Scan the records for the line containing "let report = self.session.execute()?.clone();"; extract it and all later lines, verbatim, through the end, and nothing before it.

Top of The data

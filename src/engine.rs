//! Reconciliation engine: session workflow plus persisted run history
//!
//! Wraps a [`ReconciliationSession`] and a [`RunStore`] so callers get the
//! whole workflow behind one type: walk the steps, execute, and the run is
//! saved; earlier runs stay queryable. Collaborators are injected at
//! construction, never discovered from ambient state.

use chrono::NaiveDate;
use uuid::Uuid;

use crate::normalize::RawRow;
use crate::session::{ReconciliationSession, SessionStep};
use crate::traits::{DefaultToleranceValidator, RunQuery, RunStore, ToleranceValidator};
use crate::types::*;

/// Orchestrates reconciliation runs against a storage backend
pub struct ReconciliationEngine<S: RunStore> {
    store: S,
    session: ReconciliationSession,
    validator: Box<dyn ToleranceValidator>,
}

impl<S: RunStore> ReconciliationEngine<S> {
    /// Create an engine with the given storage backend
    pub fn new(store: S) -> Self {
        Self {
            store,
            session: ReconciliationSession::new(),
            validator: Box::new(DefaultToleranceValidator),
        }
    }

    /// Create an engine with a custom tolerance validator
    pub fn with_validator(store: S, validator: Box<dyn ToleranceValidator>) -> Self {
        Self {
            store,
            session: ReconciliationSession::new(),
            validator,
        }
    }

    /// The in-progress session
    pub fn session(&self) -> &ReconciliationSession {
        &self.session
    }

    // Workflow operations, delegating to the session step machine

    /// Choose the statement kind for the next run
    pub fn select_kind(&mut self, kind: StatementKind) -> ReconResult<()> {
        self.session.select_kind(kind)
    }

    /// Load the ledger side; returns the number of parsed entries
    pub fn load_ledger(&mut self, rows: &[RawRow]) -> ReconResult<usize> {
        self.session.load_ledger(rows)
    }

    /// Load the statement side; returns the number of parsed entries
    pub fn load_statement(&mut self, rows: &[RawRow]) -> ReconResult<usize> {
        self.session.load_statement(rows)
    }

    /// Fix the tolerances for the run
    pub fn set_tolerances(&mut self, tolerance: ToleranceConfig) -> ReconResult<()> {
        self.validator.validate_tolerance(&tolerance)?;
        self.session.set_tolerances(tolerance)
    }

    /// Execute the run and persist it; returns the stored record
    pub async fn execute(&mut self) -> ReconResult<ReconciliationRun> {
        let kind = self.session.kind().ok_or_else(|| ReconError::InvalidStep {
            expected: SessionStep::Ready.to_string(),
            actual: self.session.step().to_string(),
        })?;
        let tolerance = self.session.tolerance();
        let report = self.session.execute()?.clone();

        let run = ReconciliationRun::new(kind, tolerance, report);
        self.store.save_run(&run).await?;
        Ok(run)
    }

    /// Discard the current session and start over
    pub fn reset(&mut self) {
        self.session.reset();
    }

    // Run history operations

    /// List stored runs, newest first
    pub async fn history(&self, query: &RunQuery) -> ReconResult<Vec<ReconciliationRun>> {
        self.store.list_runs(query).await
    }

    /// List stored runs for a date range, newest first
    pub async fn history_between(
        &self,
        from: Option<NaiveDate>,
        to: Option<NaiveDate>,
    ) -> ReconResult<Vec<ReconciliationRun>> {
        self.store
            .list_runs(&RunQuery {
                kind: None,
                from,
                to,
            })
            .await
    }

    /// Fetch a stored run
    pub async fn get_run(&self, id: Uuid) -> ReconResult<Option<ReconciliationRun>> {
        self.store.get_run(id).await
    }

    /// Delete a stored run
    pub async fn delete_run(&mut self, id: Uuid) -> ReconResult<()> {
        self.store.delete_run(id).await
    }
}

Bottom of The data

§ **Answer to the exercise**
        let report = self.session.execute()?.clone();

        let run = ReconciliationRun::new(kind, tolerance, report);
        self.store.save_run(&run).await?;
        Ok(run)
    }

    /// Discard the current session and start over
    pub fn reset(&mut self) {
        self.session.reset();
    }

    // Run history operations

    /// List stored runs, newest first
    pub async fn history(&self, query: &RunQuery) -> ReconResult<Vec<ReconciliationRun>> {
        self.store.list_runs(query).await
    }

    /// List stored runs for a date range, newest first
    pub async fn history_between(
        &self,
        from: Option<NaiveDate>,
        to: Option<NaiveDate>,
    ) -> ReconResult<Vec<ReconciliationRun>> {
        self.store
            .list_runs(&RunQuery {
                kind: None,
                from,
                to,
            })
            .await
    }

    /// Fetch a stored run
    pub async fn get_run(&self, id: Uuid) -> ReconResult<Option<ReconciliationRun>> {
        self.store.get_run(id).await
    }

    /// Delete a stored run
    pub async fn delete_run(&mut self, id: Uuid) -> ReconResult<()> {
        self.store.delete_run(id).await
    }
}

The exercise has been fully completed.